Well, it's awesome to know that you have support - including the kind offered by the former Ms. Wonka. Although I'm in a different set of shoes, I can appreciate how positive it is to be supported by those around us. I'm glad of that for you.

Experience has taught me that steep learning curves are tough but usually life altering ones, and ones with lessons that have long term effects. Overall, positive ones. I'm sorry that it's been so grueling.

Quote:
For some reason, I was able to recall how I couldn't cope with dirty dishes during my MLC phases. I literally would just walk away from the dining room after a family meal/holiday/event so someone will need to step in and do them.


I think this generally illustrates our human tendency to avoid pain by walking away. I think it manifests itself in a variety of ways. For example, while I never physically walked out on my family, there *were* periods where I had emotionally checked out and wasn't a spouse or parent who was giving a level of effort that is expected. That was in the later half of my 30s, and I kind of cringe when I think about some of the specifics. I do believe looking back that it was a crisis that didn't go deep and the collateral damage was much less than when Mr. Wonderful walked out. At any rate, you weren't the first to be overwhelmed by life, and you won't be the last.

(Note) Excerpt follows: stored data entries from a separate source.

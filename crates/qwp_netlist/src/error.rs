//! Error types for netlist construction, validation and loading.

use crate::ids::WireId;

/// Errors reported while building or loading a [`Netlist`](crate::Netlist).
#[derive(Debug, thiserror::Error)]
pub enum NetlistError {
    /// Two wires or two elements share a name.
    #[error("duplicate name '{0}'")]
    DuplicateName(String),

    /// A bit refers to a wire that does not exist.
    #[error("reference to unknown wire {0}")]
    UnknownWire(WireId),

    /// A bit refers past the end of its wire.
    #[error("bit {offset} is out of range for wire '{wire}' of width {width}")]
    BitOutOfRange {
        /// Name of the wire.
        wire: String,
        /// The offending bit index.
        offset: u32,
        /// Width of the wire.
        width: u32,
    },

    /// A wire of width zero was declared.
    #[error("wire '{0}' has zero width")]
    EmptyWire(String),

    /// The netlist document could not be read.
    #[error("failed to read netlist: {0}")]
    Io(#[from] std::io::Error),

    /// The netlist document is not valid JSON for this format.
    #[error("failed to parse netlist: {0}")]
    Json(#[from] serde_json::Error),
}

#[cfg(test)]
mod tests {
    use super::*;

    #[test]
    fn display_out_of_range() {
        let err = NetlistError::BitOutOfRange {
            wire: "data".into(),
            offset: 8,
            width: 8,
        };
        assert_eq!(
            err.to_string(),
            "bit 8 is out of range for wire 'data' of width 8"
        );
    }

    #[test]
    fn display_unknown_wire() {
        let err = NetlistError::UnknownWire(WireId::from_raw(9));
        assert_eq!(err.to_string(), "reference to unknown wire 9");
    }
}
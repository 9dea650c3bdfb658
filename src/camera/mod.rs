use nalgebra::{Vector2, Vector3};
use serde::{Deserialize, Serialize};

pub mod pinhole;
pub mod rad_tan;

pub use pinhole::PinholeModel;
pub use rad_tan::RadTanModel;

#[derive(Debug, Clone, PartialEq, Serialize, Deserialize)]
pub struct Intrinsics {
    pub fx: f64,
    pub fy: f64,
    pub cx: f64,
    pub cy: f64,
}

#[derive(Debug, Clone, Copy, PartialEq, Eq, Serialize, Deserialize)]
pub struct Resolution {
    pub width: u32,
    pub height: u32,
}

#[derive(thiserror::Error, Debug)]
pub enum CameraModelError {
    #[error("Projection is outside the image")]
    ProjectionOutSideImage,
    #[error("Input point is outside the image")]
    PointIsOutSideImage,
    #[error("z is close to zero, point is at camera center")]
    PointAtCameraCenter,
    #[error("Numerical error in computation: {0}")]
    NumericalError(String),
    #[error("Focal length must be positive")]
    FocalLengthMustBePositive,
    #[error("Principal point must be finite")]
    PrincipalPointMustBeFinite,
    #[error("Invalid camera parameters: {0}")]
    InvalidParams(String),
    #[error("Failed to load YAML: {0}")]
    YamlError(String),
    #[error("IO Error: {0}")]
    IOError(String),
}

impl From<std::io::Error> for CameraModelError {
    fn from(err: std::io::Error) -> Self {
        CameraModelError::IOError(err.to_string())
    }
}

impl From<yaml_rust::ScanError> for CameraModelError {
    fn from(err: yaml_rust::ScanError) -> Self {
        CameraModelError::YamlError(err.to_string())
    }
}

/// Trait defining the core functionality for camera models
pub trait CameraModel {
    /// Project a 3D point in camera coordinates to 2D image coordinates
    fn project(&self, point_3d: &Vector3<f64>) -> Result<Vector2<f64>, CameraModelError>;

    /// Unproject 2D image coordinates to a unit 3D ray
    fn unproject(&self, point_2d: &Vector2<f64>) -> Result<Vector3<f64>, CameraModelError>;

    /// Load camera parameters from a YAML file
    fn load_from_yaml(path: &str) -> Result<Self, CameraModelError>
    where
        Self: Sized;

    /// Save camera parameters to a YAML file
    fn save_to_yaml(&self, path: &str) -> Result<(), CameraModelError>;

    /// Validate camera parameters
    fn validate_params(&self) -> Result<(), CameraModelError>;

    fn get_resolution(&self) -> Resolution;

    fn get_intrinsics(&self) -> Intrinsics;

    fn get_distortion(&self) -> Vec<f64>;
}

/// Common validation functions for camera parameters
pub mod validation {
    use super::*;

    pub fn validate_intrinsics(intrinsics: &Intrinsics) -> Result<(), CameraModelError> {
        if intrinsics.fx <= 0.0 || intrinsics.fy <= 0.0 {
            return Err(CameraModelError::FocalLengthMustBePositive);
        }
        if !intrinsics.cx.is_finite() || !intrinsics.cy.is_finite() {
            return Err(CameraModelError::PrincipalPointMustBeFinite);
        }
        Ok(())
    }

    pub fn validate_resolution(resolution: &Resolution) -> Result<(), CameraModelError> {
        if resolution.width == 0 || resolution.height == 0 {
            return Err(CameraModelError::InvalidParams(
                "Resolution must be positive".to_string(),
            ));
        }
        Ok(())
    }
}
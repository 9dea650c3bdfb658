//! Builds the per-destination-pixel undistortion lookup table.
//!
//! Every destination pixel of the virtual pinhole image is back-projected to
//! a ray and forward-projected through the real lens model once, here, at
//! configuration time. Per frame the remap engine only reads the table; the
//! distortion polynomial is never evaluated on the capture path.

use crate::camera::{CameraModel, PinholeModel, RadTanModel};
use crate::undistort::{Interpolation, LutEntry, UndistortionTable};
use nalgebra::Vector2;

/// Tolerance for source coordinates landing a rounding error outside the
/// exact image bounds.
const BOUNDS_EPS: f64 = 1e-6;

impl UndistortionTable {
    /// Builds the table mapping `pinhole` destination pixels into the raw
    /// image described by `calibration`.
    ///
    /// Destination pixels whose ray projects outside the source image (or
    /// fails to project at all) get [`LutEntry::Invalid`]. In the bilinear
    /// modes, neighbors that fall off the image edge are clamped to the
    /// border pixel instead.
    ///
    /// Cost is one projection per destination pixel, O(width x height),
    /// incurred once per calibration or resolution change.
    pub fn build(
        calibration: &RadTanModel,
        pinhole: &PinholeModel,
        interpolation: Interpolation,
    ) -> UndistortionTable {
        let src = calibration.get_resolution();
        let dst = pinhole.get_resolution();

        let mut entries = Vec::with_capacity(dst.width as usize * dst.height as usize);
        for v in 0..dst.height {
            for u in 0..dst.width {
                entries.push(build_entry(
                    calibration,
                    pinhole,
                    u,
                    v,
                    interpolation,
                    src.width,
                    src.height,
                ));
            }
        }

        UndistortionTable {
            entries,
            width: dst.width,
            height: dst.height,
            src_width: src.width,
            src_height: src.height,
            interpolation,
        }
    }
}

fn build_entry(
    calibration: &RadTanModel,
    pinhole: &PinholeModel,
    u: u32,
    v: u32,
    interpolation: Interpolation,
    src_width: u32,
    src_height: u32,
) -> LutEntry {
    let pixel = Vector2::new(u as f64, v as f64);
    let ray = match pinhole.unproject(&pixel) {
        Ok(ray) => ray,
        Err(_) => return LutEntry::Invalid,
    };
    let source = match calibration.project(&ray) {
        Ok(source) => source,
        Err(_) => return LutEntry::Invalid,
    };

    let max_x = (src_width - 1) as f64;
    let max_y = (src_height - 1) as f64;
    if source.x < -BOUNDS_EPS
        || source.x > max_x + BOUNDS_EPS
        || source.y < -BOUNDS_EPS
        || source.y > max_y + BOUNDS_EPS
    {
        return LutEntry::Invalid;
    }

    let sx = source.x.clamp(0.0, max_x);
    let sy = source.y.clamp(0.0, max_y);

    match interpolation {
        Interpolation::NearestNeighbor => {
            let x = sx.round() as u32;
            let y = sy.round() as u32;
            LutEntry::Nearest {
                index: y * src_width + x,
            }
        }
        Interpolation::Bilinear | Interpolation::BilinearDepth => {
            let x0f = sx.floor();
            let y0f = sy.floor();
            let ax = (sx - x0f) as f32;
            let ay = (sy - y0f) as f32;

            let x0 = x0f as u32;
            let y0 = y0f as u32;
            // Edge pixels repeat their border neighbor rather than punching
            // an invalid hole into the output
            let x1 = (x0 + 1).min(src_width - 1);
            let y1 = (y0 + 1).min(src_height - 1);

            LutEntry::Bilinear {
                indices: [
                    y0 * src_width + x0,
                    y0 * src_width + x1,
                    y1 * src_width + x0,
                    y1 * src_width + x1,
                ],
                weights: [
                    (1.0 - ax) * (1.0 - ay),
                    ax * (1.0 - ay),
                    (1.0 - ax) * ay,
                    ax * ay,
                ],
            }
        }
    }
}

#[cfg(test)]
mod tests {
    use super::*;
    use crate::camera::Resolution;
    use crate::undistort::{compute_xy_range, create_pinhole_from_xy_range};
    use nalgebra::DVector;

    fn identity_pair() -> (RadTanModel, PinholeModel) {
        let resolution = Resolution {
            width: 100,
            height: 100,
        };
        let params = DVector::from_vec(vec![
            100.0, 100.0, 50.0, 50.0, 0.0, 0.0, 0.0, 0.0, 0.0, 0.0, 0.0, 0.0,
        ]);
        let calibration = RadTanModel::new(&params, resolution).unwrap();
        let pinhole_params = DVector::from_vec(vec![100.0, 100.0, 50.0, 50.0]);
        let pinhole = PinholeModel::new(&pinhole_params, resolution).unwrap();
        (calibration, pinhole)
    }

    fn distorted_model() -> RadTanModel {
        let params = DVector::from_vec(vec![
            50.0, 50.0, 31.5, 23.5, -0.1, 0.01, 1.0e-4, -2.0e-4, 0.0, 0.0, 0.0, 0.0,
        ]);
        RadTanModel::new(
            &params,
            Resolution {
                width: 64,
                height: 48,
            },
        )
        .unwrap()
    }

    #[test]
    fn test_identity_nearest_table_maps_each_pixel_to_itself() {
        let (calibration, pinhole) = identity_pair();
        let table =
            UndistortionTable::build(&calibration, &pinhole, Interpolation::NearestNeighbor);

        assert_eq!(table.width(), 100);
        assert_eq!(table.height(), 100);
        for (i, entry) in table.entries().iter().enumerate() {
            match entry {
                LutEntry::Nearest { index } => assert_eq!(*index as usize, i),
                other => panic!("entry {i} is {other:?}, expected Nearest"),
            }
        }
    }

    #[test]
    fn test_bilinear_weights_are_nonnegative_and_normalized() {
        let calibration = distorted_model();
        let range = compute_xy_range(&calibration).unwrap();
        let pinhole = create_pinhole_from_xy_range(&range, 64, 48).unwrap();
        let table = UndistortionTable::build(&calibration, &pinhole, Interpolation::Bilinear);

        let mut valid = 0usize;
        for entry in table.entries() {
            if let LutEntry::Bilinear { indices, weights } = entry {
                let sum: f32 = weights.iter().sum();
                assert!(weights.iter().all(|&w| w >= 0.0));
                assert!((sum - 1.0).abs() < 1e-5, "weights sum to {sum}");
                assert!(indices.iter().all(|&i| i < 64 * 48));
                valid += 1;
            }
        }
        // The bulk of the output image must have a source correspondence
        assert!(valid > 64 * 48 / 2, "only {valid} valid entries");
    }

    #[test]
    fn test_table_build_is_idempotent() {
        let calibration = distorted_model();
        let range = compute_xy_range(&calibration).unwrap();
        let pinhole = create_pinhole_from_xy_range(&range, 64, 48).unwrap();

        let first = UndistortionTable::build(&calibration, &pinhole, Interpolation::BilinearDepth);
        let second = UndistortionTable::build(&calibration, &pinhole, Interpolation::BilinearDepth);

        assert_eq!(first, second);
    }

    #[test]
    fn test_central_region_is_fully_valid_under_distortion() {
        let calibration = distorted_model();
        let range = compute_xy_range(&calibration).unwrap();
        let pinhole = create_pinhole_from_xy_range(&range, 64, 48).unwrap();
        let table = UndistortionTable::build(&calibration, &pinhole, Interpolation::Bilinear);

        // Invalid entries are confined to the border region the distortion
        // cannot reach; the central field of view is always covered
        for v in 12..36u32 {
            for u in 16..48u32 {
                assert!(
                    !matches!(table.entry(u, v), LutEntry::Invalid),
                    "central pixel ({u}, {v}) has no source correspondence"
                );
            }
        }
    }

    #[test]
    fn test_nearest_rounds_to_closest_source_pixel() {
        // A pinhole shifted a quarter pixel against an identity calibration
        // exercises the rounding decision
        let (calibration, _) = identity_pair();
        let pinhole_params = DVector::from_vec(vec![100.0, 100.0, 50.25, 50.0]);
        let pinhole = PinholeModel::new(
            &pinhole_params,
            Resolution {
                width: 100,
                height: 100,
            },
        )
        .unwrap();

        let table =
            UndistortionTable::build(&calibration, &pinhole, Interpolation::NearestNeighbor);

        // Destination (10, 10): mx = (10 - 50.25) / 100, source x = 9.75,
        // rounds to 10
        match table.entry(10, 10) {
            LutEntry::Nearest { index } => assert_eq!(*index, 10 * 100 + 10),
            other => panic!("expected Nearest, got {other:?}"),
        }
    }
}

The positive is that you're in a much better place to offer assistance. And the better news is that you're willing to do it. So applaud yourself for being diligent in understanding how you got where you are.

I told a friend earlier today that I think this decade (50s) is probably the toughest yet. We're kind of the sandwich generation - taking care of older parents/relatives while still trying to take care of kids, holding down demanding jobs and hoping like hell we won't drop dead of a heart attack. I wish I were kidding...

Anyway, I'm glad you can be there for your stepmother.

Quote:
I've found that Ms. Wonka has been incredibly supportive and validating to me throughout this process. Isn't she reading the DB book now??!


This is a testimony of the path you've taken, my dear. Healing has occurred and you've both grown. I've found it interesting that nearly all my relationships are supportive and validating. But maybe because I've put forth an effort to be that way with others too? What goes around comes around?

Funny you mention the epiphany. I had a little one this morning sitting at a long stop light on my way to work. Out of the blue, I uttered aloud, "Thank you for not making me assume executorship at the same time I'm going through this guardianship crap. I don't think I could have managed this." Ten years ago, I would have. But I wasn't in touch with how I felt, and I'd have been pushing aside how I feel in the name of getting everything accomplished. Being older and wiser is a really good thing. I just wish I had my 42 year old body and flexibility???

If anything, Wonka, my guess is that this process will further drive in the importance of cherishing each moment and loving your stepmother as long as she's here to accept your offer?

Hugs-
Bets


"There are only 2 ways to live your life. One is as though nothing is a miracle. The other is as though everything is a miracle."